The Power of the Kyro II

The Hercules 3D Prophet 4500, priced at a meager $150 is originally targeted at the casual gamers, which directly competes with Nvidia's GeForce 2 MX and ATI Radeon 32 DDR budget cards. The Kyro II just crushes both of its competitors, and even more surprisingly, it even comes close to beating the GeForce 2 Ultra, priced no less than $250 (a slight step below their GeForce 3 speed demon). At its price and performance, the Kyro II is an incredible bargain.

One of the key features of the Kyro II is its uniqueness in rendering the 3D graphics. Unlike other videocards that use hardware based Texture and Lighting, the Kyro II uses a much more efficient technology called Tile Based Rendering. This type of rendering is a 3-D processing technique designed to limit the calculated amount of nonvisible pixels. The technique streamlines the amount of information traveling through the memory pipeline, enabling the card to process changes on-screen faster than its competitors. Although many critics believe that the Kyro II takes a major step back without the inclusion of the traditional Texture and Lighting, it is actually a step forward in the advancement of 3D. In theory, the traditional rendering method wastes a lot of memory on textures and pixels that aren't even visible on screen, which is shown in this nifty little chart below (click on the images to enlarge):

The Kyro II on the other hand, takes a totally different approach in which the images are broken into tiles that are rendered independently. This hidden surface removal is all done directly on the chip, which results in less time wasted accessing external memory. The only disadvantage of this is that it requires a lot of processing power. It is recommended that one would have at least a Pentium 3 600Mhz or an Athlon based system to take full advantage of the Kyro II. Basically, anything better than a Pentium II or a K6-2 is sufficient. Notice on the chart below that the Kyro II performs the depth tests before it starts with the rendering, making the whole process much more efficient.

Like the other big videocards in the market, the Kyro II includes Full Screen Anti Aliasing (FSAA), which renders graphics at higher resolutions. The Kyro II even has Environmental Bump Mapping (which none of the GeForce 2 cards have) that creates a sort of realism of texturing on 3D surfaces. For example, it could make a tank look more realistically metallic by giving it much more high quality textures.
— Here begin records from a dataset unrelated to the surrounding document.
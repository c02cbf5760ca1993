//! PCAP/PCAPNG source implementation.
//!
//! This module provides a `PacketSource` backed by PCAP or PCAPNG files. It
//! handles file I/O and low-level block parsing, emitting raw frames with
//! nanosecond timestamps for the capture inspector.

pub mod error;
pub mod layout;
pub mod parser;
pub mod reader;

pub use parser::PcapFileSource;
use std::ops::Range;

/// Bounds failure shared by the per-codec readers.
///
/// Each codec converts it into its own length error.
#[derive(Debug, Clone, Copy, PartialEq, Eq)]
pub(crate) struct ShortRead {
    pub needed: usize,
    pub actual: usize,
}

/// Little-endian view over a borrowed buffer; every access is bounds checked.
#[derive(Debug, Clone, Copy)]
pub(crate) struct LeReader<'a> {
    bytes: &'a [u8],
}

impl<'a> LeReader<'a> {
    pub(crate) fn new(bytes: &'a [u8]) -> Self {
        Self { bytes }
    }

    pub(crate) fn require_len(&self, needed: usize) -> Result<(), ShortRead> {
        if self.bytes.len() < needed {
            return Err(ShortRead {
                needed,
                actual: self.bytes.len(),
            });
        }
        Ok(())
    }

    pub(crate) fn read_slice(&self, range: Range<usize>) -> Result<&'a [u8], ShortRead> {
        self.bytes.get(range.clone()).ok_or(ShortRead {
            needed: range.end,
            actual: self.bytes.len(),
        })
    }

    pub(crate) fn read_array<const N: usize>(
        &self,
        range: Range<usize>,
    ) -> Result<[u8; N], ShortRead> {
        let bytes = self.read_slice(range)?;
        bytes.try_into().map_err(|_| ShortRead {
            needed: N,
            actual: bytes.len(),
        })
    }

    pub(crate) fn read_u8(&self, offset: usize) -> Result<u8, ShortRead> {
        self.bytes.get(offset).copied().ok_or(ShortRead {
            needed: offset + 1,
            actual: self.bytes.len(),
        })
    }

    pub(crate) fn read_u16_le(&self, range: Range<usize>) -> Result<u16, ShortRead> {
        Ok(u16::from_le_bytes(self.read_array(range)?))
    }

    pub(crate) fn read_u32_le(&self, range: Range<usize>) -> Result<u32, ShortRead> {
        Ok(u32::from_le_bytes(self.read_array(range)?))
    }

    pub(crate) fn read_u64_le(&self, range: Range<usize>) -> Result<u64, ShortRead> {
        Ok(u64::from_le_bytes(self.read_array(range)?))
    }
}
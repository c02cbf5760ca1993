pub const PCAPNG_MAGIC: [u8; 4] = [0x0a, 0x0d, 0x0d, 0x0a];
pub const PCAP_READER_BUFFER_SIZE: usize = 64 * 1024;

pub const NANOS_PER_SECOND: i64 = 1_000_000_000;
/// Default PCAPNG timestamp resolution (no `if_tsresol` option).
pub const NANOS_PER_MICRO: i64 = 1_000;
use serde::{Deserialize, Serialize};
use time::{OffsetDateTime, format_description::well_known::Rfc3339};

use super::{ScalarError, WireScalar, leading};

/// Signed nanoseconds since the Unix epoch.
#[derive(Debug, Clone, Copy, Default, PartialEq, Eq, PartialOrd, Ord, Hash, Serialize, Deserialize)]
#[serde(transparent)]
pub struct Timestamp(pub i64);

impl Timestamp {
    pub fn from_unix_nanos(nanos: i64) -> Self {
        Timestamp(nanos)
    }

    pub fn unix_nanos(self) -> i64 {
        self.0
    }

    /// Bit pattern used where the wire field is declared unsigned.
    pub fn to_bits(self) -> u64 {
        self.0 as u64
    }

    pub fn to_rfc3339(self) -> Option<String> {
        OffsetDateTime::from_unix_timestamp_nanos(self.0 as i128)
            .ok()
            .and_then(|dt| dt.format(&Rfc3339).ok())
    }
}

impl WireScalar for Timestamp {
    const LEN: usize = 8;
    const NAME: &'static str = "timestamp";

    fn decode(bytes: &[u8]) -> Result<Self, ScalarError> {
        let bytes = leading::<Self>(bytes)?;
        let mut raw = [0u8; 8];
        raw.copy_from_slice(bytes);
        Ok(Timestamp(i64::from_le_bytes(raw)))
    }

    fn encode(&self) -> Result<Vec<u8>, ScalarError> {
        Ok(self.0.to_le_bytes().to_vec())
    }
}

#[cfg(test)]
mod tests {
    use super::Timestamp;
    use crate::protocols::scalar::WireScalar;

    #[test]
    fn negative_values_keep_their_bits() {
        let ts = Timestamp(-1);
        assert_eq!(ts.to_bits(), u64::MAX);
        assert_eq!(ts.encode().unwrap(), vec![0xFF; 8]);
        assert_eq!(Timestamp::decode(&[0xFF; 8]).unwrap(), ts);
    }

    #[test]
    fn encodes_little_endian() {
        let ts = Timestamp::from_unix_nanos(1_500_000_000_000_000_000);
        let bytes = ts.encode().unwrap();
        assert_eq!(bytes, 1_500_000_000_000_000_000i64.to_le_bytes().to_vec());
    }

    #[test]
    fn formats_rfc3339() {
        assert_eq!(
            Timestamp(0).to_rfc3339().as_deref(),
            Some("1970-01-01T00:00:00Z")
        );
        assert_eq!(
            Timestamp(1_500_000_000).to_rfc3339().as_deref(),
            Some("1970-01-01T00:00:01.5Z")
        );
    }
}
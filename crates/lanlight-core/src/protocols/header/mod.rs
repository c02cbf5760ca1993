//! Frame header codec.
//!
//! Every LAN message starts with a fixed 36-byte header made of three
//! little-endian sections: the frame (size, protocol number, tagged and
//! addressable flags, source id), the frame address (target MAC, ack/response
//! flags, sequence) and the protocol header (message-type discriminator).
//! Reserved ranges are written as zero and ignored on decode.
//!
//! The protocol number must be 1024; anything else is rejected so foreign
//! datagrams on the LAN port are not mistaken for messages.

pub mod error;
pub mod layout;
pub mod parser;
pub mod reader;

pub use error::HeaderError;
pub use layout::HEADER_LEN;
pub use parser::{Header, parse_header};
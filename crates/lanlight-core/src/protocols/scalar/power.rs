use std::fmt;

use serde::{Deserialize, Serialize};

use super::{ScalarError, WireScalar, leading};

/// Device power level.
///
/// The protocol only defines standby (0) and enabled (65535), but devices
/// accept and report the raw 16-bit value, so any `u16` is representable.
#[derive(Debug, Clone, Copy, PartialEq, Eq, Hash, Serialize, Deserialize)]
#[serde(transparent)]
pub struct PowerLevel(pub u16);

impl PowerLevel {
    pub const STANDBY: PowerLevel = PowerLevel(0);
    pub const ENABLED: PowerLevel = PowerLevel(u16::MAX);

    pub fn is_on(self) -> bool {
        self.0 != 0
    }
}

impl From<u16> for PowerLevel {
    fn from(value: u16) -> Self {
        PowerLevel(value)
    }
}

impl fmt::Display for PowerLevel {
    fn fmt(&self, f: &mut fmt::Formatter<'_>) -> fmt::Result {
        match *self {
            PowerLevel::STANDBY => write!(f, "standby"),
            PowerLevel::ENABLED => write!(f, "enabled"),
            PowerLevel(level) => write!(f, "{level}"),
        }
    }
}

impl WireScalar for PowerLevel {
    const LEN: usize = 2;
    const NAME: &'static str = "power level";

    fn decode(bytes: &[u8]) -> Result<Self, ScalarError> {
        let bytes = leading::<Self>(bytes)?;
        Ok(PowerLevel(u16::from_le_bytes([bytes[0], bytes[1]])))
    }

    fn encode(&self) -> Result<Vec<u8>, ScalarError> {
        Ok(self.0.to_le_bytes().to_vec())
    }
}

#[cfg(test)]
mod tests {
    use super::PowerLevel;
    use crate::protocols::scalar::{ScalarError, WireScalar};

    #[test]
    fn standby_and_enabled_survive_decode_then_encode() {
        for bytes in [[0x00, 0x00], [0xFF, 0xFF]] {
            let level = PowerLevel::decode(&bytes).unwrap();
            assert_eq!(level.encode().unwrap(), bytes.to_vec());
        }
        assert_eq!(PowerLevel::decode(&[0xFF, 0xFF]).unwrap(), PowerLevel::ENABLED);
        assert_eq!(PowerLevel::decode(&[0x00, 0x00]).unwrap(), PowerLevel::STANDBY);
    }

    #[test]
    fn decode_ignores_trailing_bytes() {
        let level = PowerLevel::decode(&[0x34, 0x12, 0xAA]).unwrap();
        assert_eq!(level, PowerLevel(0x1234));
    }

    #[test]
    fn decode_short_input() {
        let err = PowerLevel::decode(&[0x01]).unwrap_err();
        assert!(matches!(err, ScalarError::TooShort { needed: 2, actual: 1, .. }));
    }

    #[test]
    fn display_names_known_levels() {
        assert_eq!(PowerLevel::ENABLED.to_string(), "enabled");
        assert_eq!(PowerLevel::STANDBY.to_string(), "standby");
        assert_eq!(PowerLevel(42).to_string(), "42");
        assert!(PowerLevel(42).is_on());
    }
}
use std::ops::Range;

use crate::protocols::common::reader::LeReader;
use crate::protocols::scalar::WireScalar;

use super::error::MessageError;

/// Bounds-checked reader over one message payload.
///
/// Errors name the message being decoded so a truncated datagram is easy to
/// trace back to its type.
pub struct PayloadReader<'a> {
    message: &'static str,
    inner: LeReader<'a>,
}

impl<'a> PayloadReader<'a> {
    pub fn new(message: &'static str, payload: &'a [u8]) -> Self {
        Self {
            message,
            inner: LeReader::new(payload),
        }
    }

    pub fn require_len(&self, needed: usize) -> Result<(), MessageError> {
        self.inner
            .require_len(needed)
            .map_err(|short| MessageError::truncated(self.message, short))
    }

    pub fn read_u16_le(&self, range: Range<usize>) -> Result<u16, MessageError> {
        self.inner
            .read_u16_le(range)
            .map_err(|short| MessageError::truncated(self.message, short))
    }

    pub fn read_u32_le(&self, range: Range<usize>) -> Result<u32, MessageError> {
        self.inner
            .read_u32_le(range)
            .map_err(|short| MessageError::truncated(self.message, short))
    }

    pub fn read_array<const N: usize>(&self, range: Range<usize>) -> Result<[u8; N], MessageError> {
        self.inner
            .read_array(range)
            .map_err(|short| MessageError::truncated(self.message, short))
    }

    /// Decode an embedded scalar from its field range.
    pub fn read_scalar<T: WireScalar>(&self, range: Range<usize>) -> Result<T, MessageError> {
        let bytes = self
            .inner
            .read_slice(range)
            .map_err(|short| MessageError::truncated(self.message, short))?;
        Ok(T::decode(bytes)?)
    }
}

#[cfg(test)]
mod tests {
    use super::PayloadReader;
    use crate::protocols::message::MessageError;
    use crate::protocols::scalar::{Color, PowerLevel, ScalarError};

    #[test]
    fn truncation_names_the_message() {
        let payload = [0u8; 5];
        let reader = PayloadReader::new("LightSetPower", &payload);
        let err = reader.require_len(6).unwrap_err();
        assert_eq!(
            err,
            MessageError::TruncatedBuffer {
                message: "LightSetPower",
                needed: 6,
                actual: 5
            }
        );
        assert!(err.to_string().starts_with("LightSetPower payload too short"));
    }

    #[test]
    fn scalar_errors_are_wrapped() {
        let payload = [0u8; 9];
        let reader = PayloadReader::new("LightSetColor", &payload);
        let err = reader.read_scalar::<Color>(1..9).unwrap_err();
        assert!(matches!(
            err,
            MessageError::MalformedScalar(ScalarError::KelvinOutOfRange { .. })
        ));
    }

    #[test]
    fn reads_scalar_from_field_range() {
        let payload = [0xAA, 0xFF, 0xFF];
        let reader = PayloadReader::new("test", &payload);
        assert_eq!(
            reader.read_scalar::<PowerLevel>(1..3).unwrap(),
            PowerLevel::ENABLED
        );
    }
}
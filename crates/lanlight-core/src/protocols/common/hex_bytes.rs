//! Serde adapter rendering fixed-size byte arrays as lowercase hex strings.

use serde::{Deserialize, Deserializer, Serializer, de::Error};

pub(crate) fn serialize<S, const N: usize>(bytes: &[u8; N], serializer: S) -> Result<S::Ok, S::Error>
where
    S: Serializer,
{
    serializer.serialize_str(&hex::encode(bytes))
}

pub(crate) fn deserialize<'de, D, const N: usize>(deserializer: D) -> Result<[u8; N], D::Error>
where
    D: Deserializer<'de>,
{
    let text = String::deserialize(deserializer)?;
    let mut out = [0u8; N];
    hex::decode_to_slice(text.trim(), &mut out).map_err(D::Error::custom)?;
    Ok(out)
}

#[cfg(test)]
mod tests {
    use serde::{Deserialize, Serialize};

    #[derive(Debug, PartialEq, Serialize, Deserialize)]
    struct Wrapper {
        #[serde(with = "crate::protocols::common::hex_bytes")]
        id: [u8; 4],
    }

    #[test]
    fn renders_lowercase_hex() {
        let value = Wrapper {
            id: [0xDE, 0xAD, 0xBE, 0xEF],
        };
        let json = serde_json::to_string(&value).unwrap();
        assert_eq!(json, r#"{"id":"deadbeef"}"#);
        let back: Wrapper = serde_json::from_str(&json).unwrap();
        assert_eq!(back, value);
    }

    #[test]
    fn rejects_wrong_length() {
        let err = serde_json::from_str::<Wrapper>(r#"{"id":"dead"}"#).unwrap_err();
        assert!(err.to_string().contains("Invalid string length"));
    }
}
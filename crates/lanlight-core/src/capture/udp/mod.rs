pub mod error;
pub mod layout;
pub mod parser;
pub mod reader;

pub use parser::{UdpPacket, parse_udp_packet};
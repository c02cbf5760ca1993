use std::ops::Range;

/// Zero-initialised, fixed-length little-endian output buffer.
///
/// Ranges come from the `layout` modules, which are checked against the
/// buffer lengths by their tests; bytes that are never written stay zero.
#[derive(Debug, Clone)]
pub(crate) struct LeWriter {
    bytes: Vec<u8>,
}

impl LeWriter {
    pub(crate) fn new(len: usize) -> Self {
        Self {
            bytes: vec![0u8; len],
        }
    }

    pub(crate) fn put_u8(&mut self, offset: usize, value: u8) -> &mut Self {
        self.bytes[offset] = value;
        self
    }

    pub(crate) fn put_u16_le(&mut self, range: Range<usize>, value: u16) -> &mut Self {
        self.put_slice(range, &value.to_le_bytes())
    }

    pub(crate) fn put_u32_le(&mut self, range: Range<usize>, value: u32) -> &mut Self {
        self.put_slice(range, &value.to_le_bytes())
    }

    pub(crate) fn put_u64_le(&mut self, range: Range<usize>, value: u64) -> &mut Self {
        self.put_slice(range, &value.to_le_bytes())
    }

    pub(crate) fn put_slice(&mut self, range: Range<usize>, value: &[u8]) -> &mut Self {
        self.bytes[range].copy_from_slice(value);
        self
    }

    pub(crate) fn finish(self) -> Vec<u8> {
        self.bytes
    }
}

#[cfg(test)]
mod tests {
    use super::LeWriter;

    #[test]
    fn unwritten_bytes_stay_zero() {
        let mut writer = LeWriter::new(8);
        writer.put_u16_le(2..4, 0xBEEF);
        assert_eq!(writer.finish(), vec![0, 0, 0xEF, 0xBE, 0, 0, 0, 0]);
    }

    #[test]
    fn writes_are_little_endian() {
        let mut writer = LeWriter::new(13);
        writer
            .put_u8(0, 0x7F)
            .put_u32_le(1..5, 56700)
            .put_u64_le(5..13, 1);
        let bytes = writer.finish();
        assert_eq!(bytes[0], 0x7F);
        assert_eq!(&bytes[1..5], &56700u32.to_le_bytes());
        assert_eq!(bytes[5], 1);
        assert!(bytes[6..].iter().all(|b| *b == 0));
    }
}
/// Response body ready to be framed behind a header.
#[derive(Debug, Clone, PartialEq, Serialize, Deserialize)]
#[serde(tag = "type", rename_all = "snake_case")]
pub enum Response {
    StateService(StateService),
    StateHostInfo(StateHostInfo),
    StateHostFirmware(StateHostFirmware),
    StateWifiInfo(StateWifiInfo),
    StateWifiFirmware(StateWifiFirmware),
    StatePower(StatePower),
    StateLabel(StateLabel),
    StateVersion(StateVersion),
    StateInfo(StateInfo),
    StateLocation(StateLocation),
    StateGroup(StateGroup),
    EchoResponse(EchoResponse),
    LightState(LightState),
    LightStatePower(LightStatePower),
}

macro_rules! for_each_response {
    ($value:expr, $body:ident => $expr:expr) => {
        match $value {
            Response::StateService($body) => $expr,
            Response::StateHostInfo($body) => $expr,
            Response::StateHostFirmware($body) => $expr,
            Response::StateWifiInfo($body) => $expr,
            Response::StateWifiFirmware($body) => $expr,
            Response::StatePower($body) => $expr,
            Response::StateLabel($body) => $expr,
            Response::StateVersion($body) => $expr,
            Response::StateInfo($body) => $expr,
            Response::StateLocation($body) => $expr,
            Response::StateGroup($body) => $expr,
            Response::EchoResponse($body) => $expr,
            Response::LightState($body) => $expr,
            Response::LightStatePower($body) => $expr,
        }
    };
}

fn message_type_of<T: ResponsePayload>(_: &T) -> u16 {
    T::MESSAGE_TYPE
}

fn len_of<T: ResponsePayload>(_: &T) -> usize {
    T::LEN
}

impl Response {
    pub fn message_type(&self) -> u16 {
        for_each_response!(self, body => message_type_of(body))
    }

    /// Fixed encoded length of this variant.
    pub fn payload_len(&self) -> usize {
        for_each_response!(self, body => len_of(body))
    }

    pub fn encode(&self) -> Result<Vec<u8>, MessageError> {
        for_each_response!(self, body => body.encode())
    }
}
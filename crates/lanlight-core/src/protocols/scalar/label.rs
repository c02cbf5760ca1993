use std::fmt;

use serde::{Deserialize, Serialize};

use super::{ScalarError, WireScalar, leading};

/// Device, location or group name: UTF-8 in a zero-padded 32-byte field.
///
/// Text longer than the field is cut at the last character boundary that
/// fits, whether it comes from [`Label::new`] or from serde. Decoding strips
/// the trailing zero padding and rejects bytes that are not UTF-8.
#[derive(Debug, Clone, Default, PartialEq, Eq, Hash, Serialize, Deserialize)]
#[serde(from = "String", into = "String")]
pub struct Label(String);

impl Label {
    pub const MAX_LEN: usize = 32;

    pub fn new(text: &str) -> Self {
        Label(truncate_at_boundary(text, Self::MAX_LEN).to_string())
    }

    pub fn as_str(&self) -> &str {
        &self.0
    }
}

fn truncate_at_boundary(text: &str, max: usize) -> &str {
    if text.len() <= max {
        return text;
    }
    let mut end = max;
    while !text.is_char_boundary(end) {
        end -= 1;
    }
    &text[..end]
}

impl From<&str> for Label {
    fn from(value: &str) -> Self {
        Label::new(value)
    }
}

impl From<String> for Label {
    fn from(mut value: String) -> Self {
        let end = truncate_at_boundary(&value, Self::MAX_LEN).len();
        value.truncate(end);
        Label(value)
    }
}

impl From<Label> for String {
    fn from(label: Label) -> Self {
        label.0
    }
}

impl PartialEq<str> for Label {
    fn eq(&self, other: &str) -> bool {
        self.0 == other
    }
}

impl PartialEq<&str> for Label {
    fn eq(&self, other: &&str) -> bool {
        self.0 == *other
    }
}

impl fmt::Display for Label {
    fn fmt(&self, f: &mut fmt::Formatter<'_>) -> fmt::Result {
        f.write_str(&self.0)
    }
}

impl WireScalar for Label {
    const LEN: usize = Label::MAX_LEN;
    const NAME: &'static str = "label";

    fn decode(bytes: &[u8]) -> Result<Self, ScalarError> {
        let field = leading::<Self>(bytes)?;
        let end = field
            .iter()
            .rposition(|b| *b != 0)
            .map(|idx| idx + 1)
            .unwrap_or(0);
        let text = std::str::from_utf8(&field[..end])
            .map_err(|err| ScalarError::InvalidLabel { offset: err.valid_up_to() })?;
        Ok(Label(text.to_string()))
    }

    fn encode(&self) -> Result<Vec<u8>, ScalarError> {
        let text = truncate_at_boundary(&self.0, Self::LEN);
        let mut out = vec![0u8; Self::LEN];
        out[..text.len()].copy_from_slice(text.as_bytes());
        Ok(out)
    }
}

#[cfg(test)]
mod tests {
    use super::Label;
    use crate::protocols::scalar::{ScalarError, WireScalar};

    fn padded(text: &str) -> Vec<u8> {
        let mut bytes = vec![0u8; 32];
        bytes[..text.len()].copy_from_slice(text.as_bytes());
        bytes
    }

    #[test]
    fn decode_strips_zero_padding() {
        let label = Label::decode(&padded("ROOM")).unwrap();
        assert_eq!(label, "ROOM");
    }

    #[test]
    fn encode_pads_with_zeros() {
        let bytes = Label::new("ROOM").encode().unwrap();
        assert_eq!(bytes.len(), 32);
        assert_eq!(&bytes[..4], b"ROOM");
        assert!(bytes[4..].iter().all(|b| *b == 0));
    }

    #[test]
    fn full_width_label_has_no_padding() {
        let text = "A".repeat(32);
        let label = Label::decode(text.as_bytes()).unwrap();
        assert_eq!(label.as_str(), text);
        assert_eq!(label.encode().unwrap(), text.as_bytes());
    }

    #[test]
    fn long_text_is_truncated_on_char_boundary() {
        // 31 ASCII bytes followed by a two-byte character.
        let text = format!("{}é", "a".repeat(31));
        let label = Label::new(&text);
        assert_eq!(label.as_str().len(), 31);
        assert_eq!(label.encode().unwrap().len(), 32);
    }

    #[test]
    fn interior_zero_bytes_are_kept() {
        let mut bytes = padded("AB");
        bytes[3] = b'C';
        let label = Label::decode(&bytes).unwrap();
        assert_eq!(label.as_str(), "AB\0C");
    }

    #[test]
    fn all_zero_field_is_empty() {
        let label = Label::decode(&[0u8; 32]).unwrap();
        assert_eq!(label, "");
    }

    #[test]
    fn deserialized_text_is_cut_to_the_field() {
        let json = format!("\"{}\"", "x".repeat(40));
        let label: Label = serde_json::from_str(&json).unwrap();
        assert_eq!(label.as_str().len(), 32);

        let decoded = Label::decode(&label.encode().unwrap()).unwrap();
        assert_eq!(decoded, label);
        assert_eq!(serde_json::to_string(&decoded).unwrap(), format!("\"{}\"", "x".repeat(32)));
    }

    #[test]
    fn non_utf8_bytes_are_rejected() {
        let mut bytes = [0u8; 32];
        bytes[0] = 0xFF;
        bytes[1] = b'A';
        let err = Label::decode(&bytes).unwrap_err();
        assert_eq!(err, ScalarError::InvalidLabel { offset: 0 });
    }
}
Comparing the Kyro II with the GeForce3, GeForce2 MX on the same machine with an AMD 1Ghz Athlon and 256MB RAM, we received some amazing results. Our first test was on Quake 3, on OpenGL mode with all the graphical options maxed out.

And on Serious Sam, again with all the graphical options maxed out, the Kyro II just annihilates the GeForce 2 MX, breezes past the GeFOrce 2 GTS, and is good enough to compete with the $400 GeForce 3 card.

Although not as fast the GeForce 2 Ultra or the GeForce 3 because of its lower clock speed and heavy reliance on the main CPU and the system bus, its price and performance is an incredible buy for the budget gamer. It's even powerful enough to satisfy the hardcore gamer! This card definitely wins the TNL Best Buy Award!